[What you are asked to do]: Below are lines of data; give the number of them that contain "PathBuf", and only that.

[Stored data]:
//! kritikos-analysis - IDP/PAR analysis service
//!
//! Runs the proposal analysis pipeline (fetch, summarize, triviality filter,
//! PAR rubric), recomputes the legislator index (IDP) and serves both over
//! HTTP + SSE. Every operation is also available as a one-shot subcommand.

use std::net::SocketAddr;
use std::path::PathBuf;
use std::sync::Arc;
use std::time::Duration;

use anyhow::{Context, Result};
use clap::{Parser, Subcommand};
use kritikos_common::config::TomlConfig;
use kritikos_common::events::EventBus;
use sqlx::SqlitePool;
use tokio::signal;
use tokio_util::sync::CancellationToken;
use tracing::{error, info, warn};
use tracing_subscriber::{layer::SubscriberExt, util::SubscriberInitExt};

use kritikos_analysis::config::{resolve_llm_api_key, ServiceConfig};
use kritikos_analysis::models::{AnalysisRun, RunParameters, RunState};
use kritikos_analysis::scoring::aggregator::{recompute_all, RecomputeOptions};
use kritikos_analysis::scoring::Methodology;
use kritikos_analysis::workflow::BatchDriver;
use kritikos_analysis::AppState;

const DEFAULT_BIND_ADDRESS: &str = "127.0.0.1";
const DEFAULT_PORT: u16 = 5730;
const DEFAULT_LOG_FILTER: &str = "kritikos_analysis=info,kritikos_common=info";
const EVENT_BUS_CAPACITY: usize = 256;
const RUN_SHUTDOWN_GRACE: Duration = Duration::from_secs(30);

/// Command-line arguments for kritikos-analysis
#[derive(Parser, Debug)]
#[command(name = "kritikos-analysis")]
#[command(about = "IDP/PAR analysis pipeline for Chamber of Deputies proposals")]
#[command(version)]
struct Args {
    /// TOML configuration file
    #[arg(long, global = true, env = "KRITIKOS_CONFIG")]
    config: Option<PathBuf>,

    /// SQLite database file
    #[arg(long, global = true, env = "KRITIKOS_DATABASE")]
    database: Option<PathBuf>,

    #[command(subcommand)]
    command: Command,
}

#[derive(Subcommand, Debug)]
enum Command {
    /// Serve the HTTP API
    Serve {
        /// Port to listen on
        #[arg(short, long, env = "KRITIKOS_PORT")]
        port: Option<u16>,

        /// Address to bind
        #[arg(long)]
        bind: Option<String>,
    },

    /// Run a batch analysis
    Analyze {
        /// Proposals per lot
        #[arg(long)]
        lot_size: Option<usize>,

        /// Stop after this many lots (0 = until no work remains)
        #[arg(long)]
        max_lots: Option<usize>,

        /// Keep taking lots until no work remains
        #[arg(long)]
        continuous: bool,
    },

    /// Analyze a single proposal
    AnalyzeOne {
        /// Proposal id
        #[arg(long)]
        id: i64,

        /// Redo a current analysis
        #[arg(long)]
        force: bool,
    },

    /// Recompute the legislator index
    ComputeIdp {
        /// Methodology version (1.0 or 2.0)
        #[arg(long, default_value = "1.0")]
        methodology: Methodology,

        /// Only count data of this year
        #[arg(long)]
        year: Option<i64>,
    },

    /// Print the analysis report as JSON
    Report,
}

#[tokio::main]
async fn main() -> Result<()> {
    let args = Args::parse();

    let config_path = kritikos_common::config::resolve_config_path(args.config.as_deref());
    let toml_config = kritikos_common::config::load_or_default(config_path.as_deref())
        .context("Failed to load configuration file")?;

    init_tracing(&toml_config);

    info!("Starting kritikos-analysis");
    info!(
        "Version: {} (git {}, built {}, {})",
        env!("CARGO_PKG_VERSION"),
        env!("GIT_HASH"),
        env!("BUILD_TIMESTAMP"),
        env!("BUILD_PROFILE")
    );
    if let Some(path) = &config_path {
        info!("Configuration file: {}", path.display());
    }

    let db_path = kritikos_common::config::resolve_database_path(args.database.as_deref(), &toml_config);
    info!("Database: {}", db_path.display());
    let db_pool = kritikos_analysis::db::init_database_pool(&db_path)
        .await
        .context("Failed to open database")?;

    let service_config = ServiceConfig::resolve(&db_pool, &toml_config)
        .await
        .context("Failed to resolve configuration")?;
    let event_bus = EventBus::new(EVENT_BUS_CAPACITY);

    match args.command {
        Command::Serve { port, bind } => {
            serve(db_pool, &toml_config, service_config, event_bus, port, bind).await
        }
        Command::Analyze {
            lot_size,
            max_lots,
            continuous,
        } => {
            let driver = build_driver(&db_pool, &toml_config, &service_config, event_bus).await?;
            let parameters = RunParameters {
                lot_size: lot_size.unwrap_or(service_config.pipeline.lot_size).max(1),
                max_lots: match max_lots {
                    Some(0) => None,
                    Some(n) => Some(n),
                    None => service_config.pipeline.max_lots,
                },
                continuous,
            };
            analyze(&db_pool, &driver, parameters).await
        }
        Command::AnalyzeOne { id, force } => {
            let driver = build_driver(&db_pool, &toml_config, &service_config, event_bus).await?;
            let outcome = driver.analyze_one(id, force).await?;
            let analysis = kritikos_analysis::db::analyses::load_analysis(&db_pool, id).await?;
            println!("{}", serde_json::to_string_pretty(&analysis)?);
            match outcome.error {
                Some(e) => anyhow::bail!("Proposal {} failed: {}", id, e),
                None => Ok(()),
            }
        }
        Command::ComputeIdp { methodology, year } => {
            let options = RecomputeOptions {
                methodology,
                reference_year: year,
            };
            let summary = recompute_all(
                &db_pool,
                options,
                service_config.pipeline.max_lock_wait_ms,
                Some(&event_bus),
            )
            .await?;
            println!("{}", serde_json::to_string_pretty(&summary)?);
            Ok(())
        }
        Command::Report => {
            let report = kritikos_analysis::db::report::build_report(&db_pool).await?;
            println!("{}", serde_json::to_string_pretty(&report)?);
            Ok(())
        }
    }
}

/// RUST_LOG wins, then the `[logging] filter` setting, then the default
fn init_tracing(toml_config: &TomlConfig) {
    let filter = tracing_subscriber::EnvFilter::try_from_default_env().unwrap_or_else(|_| {
        let directive = toml_config
            .logging
            .filter
            .clone()
            .unwrap_or_else(|| DEFAULT_LOG_FILTER.to_string());
        tracing_subscriber::EnvFilter::new(directive)
    });

    tracing_subscriber::registry()
        .with(filter)
        .with(tracing_subscriber::fmt::layer())
        .init();
}

async fn build_driver(
    db_pool: &SqlitePool,
    toml_config: &TomlConfig,
    service_config: &ServiceConfig,
    event_bus: EventBus,
) -> Result<BatchDriver> {
    let api_key = resolve_llm_api_key(db_pool, toml_config).await?;
    let driver = kritikos_analysis::build_batch_driver(db_pool.clone(), service_config, api_key, event_bus)?;
    info!(model = %service_config.llm.model, "LLM client initialized");
    Ok(driver)
}

async fn serve(
    db_pool: SqlitePool,
    toml_config: &TomlConfig,
    service_config: ServiceConfig,
    event_bus: EventBus,
    port: Option<u16>,
    bind: Option<String>,
) -> Result<()> {
    let orphaned = kritikos_analysis::db::runs::fail_orphaned_runs(&db_pool).await?;
    if orphaned > 0 {
        warn!("Marked {} interrupted analysis run(s) as FAILED", orphaned);
    }

    let mut state = AppState::new(db_pool.clone(), event_bus.clone(), service_config.clone());
    match build_driver(&db_pool, toml_config, &service_config, event_bus).await {
        Ok(driver) => state = state.with_driver(Arc::new(driver)),
        Err(e) => {
            warn!("Analysis disabled: {}", e);
            state.set_last_error(e.to_string()).await;
        }
    }

    let app = kritikos_analysis::build_router(state.clone());

    let bind = bind
        .or_else(|| toml_config.bind_address.clone())
        .unwrap_or_else(|| DEFAULT_BIND_ADDRESS.to_string());
    let port = port.or(toml_config.port).unwrap_or(DEFAULT_PORT);
    let addr: SocketAddr = format!("{}:{}", bind, port)
        .parse()
        .with_context(|| format!("Invalid bind address {}:{}", bind, port))?;

    let listener = tokio::net::TcpListener::bind(addr)
        .await
        .with_context(|| format!("Failed to bind to {}", addr))?;
    info!("Listening on http://{}", addr);
    info!("Health check: http://{}/health", addr);

    axum::serve(listener, app)
        .with_graceful_shutdown(shutdown_signal())
        .await
        .context("Server error")?;

    // Stop runs still in flight and let them record CANCELLED
    let unfinished = state.shutdown_runs(RUN_SHUTDOWN_GRACE).await;
    if unfinished > 0 {
        warn!("{} analysis run(s) did not stop before shutdown", unfinished);
    }

    info!("Server shutdown complete");
    Ok(())
}

async fn analyze(db_pool: &SqlitePool, driver: &BatchDriver, parameters: RunParameters) -> Result<()> {
    if kritikos_analysis::db::runs::has_running_run(db_pool).await? {
        anyhow::bail!("An analysis run is already running (runs left by a crash are cleared when `serve` starts)");
    }

    let cancel_token = CancellationToken::new();
    let signal_token = cancel_token.clone();
    tokio::spawn(async move {
        shutdown_signal().await;
        signal_token.cancel();
    });

    let run = driver.execute(AnalysisRun::new(parameters), cancel_token).await;

    println!("Run {}: {}", run.run_id, run.state.as_str());
    println!("{}", run.statistics.display_string());
    if let Some(average) = run.statistics.par.average() {
        println!(
            "PAR average {:.2} (min {:.2}, max {:.2})",
            average,
            run.statistics.par.min.unwrap_or_default(),
            run.statistics.par.max.unwrap_or_default()
        );
    }
    if let Some(per_item) = run.statistics.average_seconds_per_item() {
        println!("{:.1}s total, {:.1}s per item", run.statistics.duration_seconds, per_item);
    }

    if run.state == RunState::Failed {
        let message = run.last_error.unwrap_or_else(|| "unknown error".to_string());
        error!("Analysis run failed: {}", message);
        anyhow::bail!("Analysis run failed: {}", message);
    }
    Ok(())
}

/// Graceful shutdown signal handler
async fn shutdown_signal() {
    let ctrl_c = async {
        if let Err(e) = signal::ctrl_c().await {
            error!("Failed to install Ctrl+C handler: {}", e);
            std::future::pending::<()>().await;
        }
    };

    #[cfg(unix)]
    let terminate = async {
        match signal::unix::signal(signal::unix::SignalKind::terminate()) {
            Ok(mut stream) => {
                stream.recv().await;
            }
            Err(e) => {
                error!("Failed to install signal handler: {}", e);
                std::future::pending::<()>().await;
            }
        }
    };

    #[cfg(not(unix))]
    let terminate = std::future::pending::<()>();

    tokio::select! {
        _ = ctrl_c => {
            info!("Received Ctrl+C, shutting down");
        },
        _ = terminate => {
            info!("Received terminate signal, shutting down");
        },
    }
}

[Exercise solution]: 3